Exercise:
Copy the data exactly from the line that contains "pub async fn remove_files(&self, paths: &[PathBuf])" through the line that contains "uses camelCase keys", keeping both end lines and leaving out everything else.

BEGIN

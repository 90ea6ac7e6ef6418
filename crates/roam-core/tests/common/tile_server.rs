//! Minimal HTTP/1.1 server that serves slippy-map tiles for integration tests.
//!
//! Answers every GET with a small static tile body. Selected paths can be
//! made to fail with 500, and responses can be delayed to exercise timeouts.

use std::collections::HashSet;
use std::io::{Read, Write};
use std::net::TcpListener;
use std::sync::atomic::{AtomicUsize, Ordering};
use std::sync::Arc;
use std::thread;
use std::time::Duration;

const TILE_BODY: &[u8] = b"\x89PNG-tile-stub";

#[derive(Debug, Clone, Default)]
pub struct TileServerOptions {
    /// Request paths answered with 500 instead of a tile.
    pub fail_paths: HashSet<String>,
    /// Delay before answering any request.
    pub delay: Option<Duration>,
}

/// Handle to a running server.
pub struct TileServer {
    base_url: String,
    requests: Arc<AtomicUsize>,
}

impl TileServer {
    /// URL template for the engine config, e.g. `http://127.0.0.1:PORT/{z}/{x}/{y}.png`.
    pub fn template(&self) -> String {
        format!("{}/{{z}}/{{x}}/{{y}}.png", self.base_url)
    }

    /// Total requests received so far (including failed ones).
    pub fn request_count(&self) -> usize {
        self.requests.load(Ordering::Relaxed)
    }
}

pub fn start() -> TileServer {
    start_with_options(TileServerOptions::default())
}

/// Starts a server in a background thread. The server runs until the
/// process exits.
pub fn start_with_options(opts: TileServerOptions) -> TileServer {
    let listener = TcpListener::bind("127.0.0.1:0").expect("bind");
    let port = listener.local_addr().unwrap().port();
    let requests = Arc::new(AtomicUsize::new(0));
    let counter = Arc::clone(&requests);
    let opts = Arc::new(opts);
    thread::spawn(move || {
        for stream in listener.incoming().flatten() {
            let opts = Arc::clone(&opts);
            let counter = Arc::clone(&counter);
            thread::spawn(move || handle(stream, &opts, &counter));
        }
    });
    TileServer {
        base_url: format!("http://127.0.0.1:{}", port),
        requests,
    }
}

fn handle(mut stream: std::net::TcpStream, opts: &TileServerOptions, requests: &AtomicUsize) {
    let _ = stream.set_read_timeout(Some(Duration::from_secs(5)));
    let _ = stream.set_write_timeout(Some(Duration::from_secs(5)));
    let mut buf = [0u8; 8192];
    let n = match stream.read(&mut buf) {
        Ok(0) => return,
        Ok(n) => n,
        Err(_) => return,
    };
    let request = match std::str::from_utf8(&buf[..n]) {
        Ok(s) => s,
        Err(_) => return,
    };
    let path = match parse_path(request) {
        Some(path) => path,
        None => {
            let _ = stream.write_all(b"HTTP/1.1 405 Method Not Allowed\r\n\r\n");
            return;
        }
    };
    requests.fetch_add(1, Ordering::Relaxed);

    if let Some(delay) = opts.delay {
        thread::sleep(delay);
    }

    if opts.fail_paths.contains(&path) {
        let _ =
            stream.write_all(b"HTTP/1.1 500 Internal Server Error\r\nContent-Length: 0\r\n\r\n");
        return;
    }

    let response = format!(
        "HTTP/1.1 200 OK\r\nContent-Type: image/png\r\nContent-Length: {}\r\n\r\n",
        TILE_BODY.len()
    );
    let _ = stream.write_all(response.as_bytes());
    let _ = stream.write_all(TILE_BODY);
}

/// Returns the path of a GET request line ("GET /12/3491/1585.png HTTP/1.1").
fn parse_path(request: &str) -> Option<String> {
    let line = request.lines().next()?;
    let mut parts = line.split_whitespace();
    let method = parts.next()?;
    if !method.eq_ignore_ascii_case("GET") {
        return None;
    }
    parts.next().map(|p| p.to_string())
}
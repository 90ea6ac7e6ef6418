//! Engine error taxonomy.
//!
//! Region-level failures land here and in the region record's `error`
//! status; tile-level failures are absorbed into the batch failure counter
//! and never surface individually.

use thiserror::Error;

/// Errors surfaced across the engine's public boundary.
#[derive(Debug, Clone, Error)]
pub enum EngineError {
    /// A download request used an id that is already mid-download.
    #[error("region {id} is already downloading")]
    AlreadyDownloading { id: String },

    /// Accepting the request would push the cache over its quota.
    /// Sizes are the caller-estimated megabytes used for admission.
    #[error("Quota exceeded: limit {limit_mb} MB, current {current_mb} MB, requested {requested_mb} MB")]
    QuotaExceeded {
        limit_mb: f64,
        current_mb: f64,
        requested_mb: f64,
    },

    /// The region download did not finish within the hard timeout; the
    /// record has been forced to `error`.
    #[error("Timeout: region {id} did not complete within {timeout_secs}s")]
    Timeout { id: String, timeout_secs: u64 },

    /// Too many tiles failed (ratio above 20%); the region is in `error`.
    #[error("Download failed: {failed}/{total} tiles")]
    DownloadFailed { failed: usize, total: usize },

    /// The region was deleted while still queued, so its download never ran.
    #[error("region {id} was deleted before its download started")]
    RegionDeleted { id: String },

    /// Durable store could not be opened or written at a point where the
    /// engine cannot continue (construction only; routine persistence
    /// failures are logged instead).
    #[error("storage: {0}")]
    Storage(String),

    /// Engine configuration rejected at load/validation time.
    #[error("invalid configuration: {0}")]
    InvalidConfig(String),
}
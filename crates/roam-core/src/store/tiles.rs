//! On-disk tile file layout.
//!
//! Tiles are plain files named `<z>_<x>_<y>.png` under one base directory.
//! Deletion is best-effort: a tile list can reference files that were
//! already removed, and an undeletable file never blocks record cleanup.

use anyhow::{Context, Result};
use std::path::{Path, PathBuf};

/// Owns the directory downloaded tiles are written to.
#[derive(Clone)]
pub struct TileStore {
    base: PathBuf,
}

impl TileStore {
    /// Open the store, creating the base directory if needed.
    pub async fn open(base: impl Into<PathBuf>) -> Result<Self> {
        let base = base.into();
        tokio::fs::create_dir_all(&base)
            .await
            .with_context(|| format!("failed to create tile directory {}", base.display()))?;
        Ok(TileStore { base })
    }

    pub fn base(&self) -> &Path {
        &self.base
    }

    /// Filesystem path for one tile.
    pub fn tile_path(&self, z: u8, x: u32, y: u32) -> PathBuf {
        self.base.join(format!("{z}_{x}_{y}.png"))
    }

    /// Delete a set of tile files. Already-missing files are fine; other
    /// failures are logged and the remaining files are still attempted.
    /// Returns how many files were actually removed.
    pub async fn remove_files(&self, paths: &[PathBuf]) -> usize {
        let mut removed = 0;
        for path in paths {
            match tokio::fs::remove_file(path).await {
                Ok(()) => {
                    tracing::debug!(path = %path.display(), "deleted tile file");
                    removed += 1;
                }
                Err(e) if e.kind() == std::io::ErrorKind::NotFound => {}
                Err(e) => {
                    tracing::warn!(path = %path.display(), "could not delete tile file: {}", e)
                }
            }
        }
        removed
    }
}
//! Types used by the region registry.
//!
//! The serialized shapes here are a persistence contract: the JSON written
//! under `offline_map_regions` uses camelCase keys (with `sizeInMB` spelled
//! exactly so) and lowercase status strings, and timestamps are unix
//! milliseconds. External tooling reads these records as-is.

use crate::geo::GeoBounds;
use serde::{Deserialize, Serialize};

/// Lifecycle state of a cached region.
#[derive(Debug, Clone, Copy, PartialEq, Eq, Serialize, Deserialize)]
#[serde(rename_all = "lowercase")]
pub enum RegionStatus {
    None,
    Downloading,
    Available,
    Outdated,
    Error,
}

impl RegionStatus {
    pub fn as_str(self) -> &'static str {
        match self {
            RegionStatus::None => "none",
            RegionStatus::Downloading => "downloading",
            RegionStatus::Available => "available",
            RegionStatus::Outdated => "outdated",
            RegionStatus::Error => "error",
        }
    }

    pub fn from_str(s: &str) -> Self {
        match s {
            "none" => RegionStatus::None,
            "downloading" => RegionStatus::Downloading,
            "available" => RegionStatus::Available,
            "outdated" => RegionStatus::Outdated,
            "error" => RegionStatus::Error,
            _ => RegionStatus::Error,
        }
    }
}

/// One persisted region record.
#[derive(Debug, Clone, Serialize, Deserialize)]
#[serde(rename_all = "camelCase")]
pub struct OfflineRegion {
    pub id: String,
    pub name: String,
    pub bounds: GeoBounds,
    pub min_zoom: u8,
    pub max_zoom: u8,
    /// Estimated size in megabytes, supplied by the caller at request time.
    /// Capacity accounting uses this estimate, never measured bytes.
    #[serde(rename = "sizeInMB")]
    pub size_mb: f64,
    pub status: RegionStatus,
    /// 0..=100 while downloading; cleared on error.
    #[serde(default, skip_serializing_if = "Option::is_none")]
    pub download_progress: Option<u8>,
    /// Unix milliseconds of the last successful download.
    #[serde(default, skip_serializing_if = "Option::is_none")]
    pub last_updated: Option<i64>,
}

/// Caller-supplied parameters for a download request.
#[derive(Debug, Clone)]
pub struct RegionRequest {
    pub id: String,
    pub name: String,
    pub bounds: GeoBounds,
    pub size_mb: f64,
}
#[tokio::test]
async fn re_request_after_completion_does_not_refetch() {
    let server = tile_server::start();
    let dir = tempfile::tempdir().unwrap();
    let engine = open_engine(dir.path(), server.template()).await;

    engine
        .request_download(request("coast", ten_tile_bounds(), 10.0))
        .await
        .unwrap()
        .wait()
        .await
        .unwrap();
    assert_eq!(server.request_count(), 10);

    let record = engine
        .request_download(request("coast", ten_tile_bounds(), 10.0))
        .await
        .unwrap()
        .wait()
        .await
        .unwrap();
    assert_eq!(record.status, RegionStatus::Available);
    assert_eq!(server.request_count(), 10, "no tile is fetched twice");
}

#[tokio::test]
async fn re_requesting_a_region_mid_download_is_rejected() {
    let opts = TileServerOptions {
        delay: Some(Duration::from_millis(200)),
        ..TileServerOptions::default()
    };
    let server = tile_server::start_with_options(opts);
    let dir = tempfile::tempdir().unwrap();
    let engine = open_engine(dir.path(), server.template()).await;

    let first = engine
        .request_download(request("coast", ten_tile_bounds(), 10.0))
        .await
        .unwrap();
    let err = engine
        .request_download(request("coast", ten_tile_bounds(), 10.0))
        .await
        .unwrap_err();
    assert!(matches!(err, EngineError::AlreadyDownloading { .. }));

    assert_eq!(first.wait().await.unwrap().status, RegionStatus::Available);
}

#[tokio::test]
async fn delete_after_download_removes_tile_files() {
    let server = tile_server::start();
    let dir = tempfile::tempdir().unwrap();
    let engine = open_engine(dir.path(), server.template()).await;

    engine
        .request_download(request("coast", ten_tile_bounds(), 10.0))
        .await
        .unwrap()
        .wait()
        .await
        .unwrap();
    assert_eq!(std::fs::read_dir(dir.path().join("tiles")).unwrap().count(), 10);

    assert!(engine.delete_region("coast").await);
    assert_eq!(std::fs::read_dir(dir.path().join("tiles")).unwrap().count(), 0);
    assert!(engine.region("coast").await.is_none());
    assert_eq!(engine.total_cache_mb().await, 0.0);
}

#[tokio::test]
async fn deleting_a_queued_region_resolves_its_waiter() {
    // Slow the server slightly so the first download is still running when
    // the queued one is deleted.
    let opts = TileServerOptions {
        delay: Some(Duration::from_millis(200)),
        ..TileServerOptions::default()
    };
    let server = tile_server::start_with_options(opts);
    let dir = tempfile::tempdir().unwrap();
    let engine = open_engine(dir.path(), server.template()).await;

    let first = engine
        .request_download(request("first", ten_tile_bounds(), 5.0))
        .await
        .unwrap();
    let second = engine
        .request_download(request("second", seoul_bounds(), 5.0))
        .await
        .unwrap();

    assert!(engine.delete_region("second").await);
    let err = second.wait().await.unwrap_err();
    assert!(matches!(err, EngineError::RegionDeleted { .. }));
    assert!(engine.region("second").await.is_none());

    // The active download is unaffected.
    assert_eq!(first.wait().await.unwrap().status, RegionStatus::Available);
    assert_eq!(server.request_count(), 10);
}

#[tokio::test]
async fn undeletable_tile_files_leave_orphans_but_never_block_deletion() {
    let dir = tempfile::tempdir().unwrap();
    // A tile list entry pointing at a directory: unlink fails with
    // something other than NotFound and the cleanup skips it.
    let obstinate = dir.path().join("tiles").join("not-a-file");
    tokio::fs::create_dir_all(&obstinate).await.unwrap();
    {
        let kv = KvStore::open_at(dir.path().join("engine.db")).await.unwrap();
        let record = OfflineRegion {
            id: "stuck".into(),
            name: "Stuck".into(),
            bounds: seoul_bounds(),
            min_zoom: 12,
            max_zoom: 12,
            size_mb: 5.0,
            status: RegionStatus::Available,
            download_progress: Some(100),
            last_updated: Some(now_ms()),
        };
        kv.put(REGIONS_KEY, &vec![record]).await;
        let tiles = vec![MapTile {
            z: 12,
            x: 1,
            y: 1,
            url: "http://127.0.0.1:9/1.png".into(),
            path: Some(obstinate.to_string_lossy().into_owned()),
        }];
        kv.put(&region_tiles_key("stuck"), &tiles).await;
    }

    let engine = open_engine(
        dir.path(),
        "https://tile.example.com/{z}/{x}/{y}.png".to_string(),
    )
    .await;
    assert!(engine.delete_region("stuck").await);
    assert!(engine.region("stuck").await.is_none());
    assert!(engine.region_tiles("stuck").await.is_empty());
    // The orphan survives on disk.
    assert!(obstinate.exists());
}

END

Reply:
    pub async fn remove_files(&self, paths: &[PathBuf]) -> usize {
        let mut removed = 0;
        for path in paths {
            match tokio::fs::remove_file(path).await {
                Ok(()) => {
                    tracing::debug!(path = %path.display(), "deleted tile file");
                    removed += 1;
                }
                Err(e) if e.kind() == std::io::ErrorKind::NotFound => {}
                Err(e) => {
                    tracing::warn!(path = %path.display(), "could not delete tile file: {}", e)
                }
            }
        }
        removed
    }
}
//! Types used by the region registry.
//!
//! The serialized shapes here are a persistence contract: the JSON written
//! under `offline_map_regions` uses camelCase keys (with `sizeInMB` spelled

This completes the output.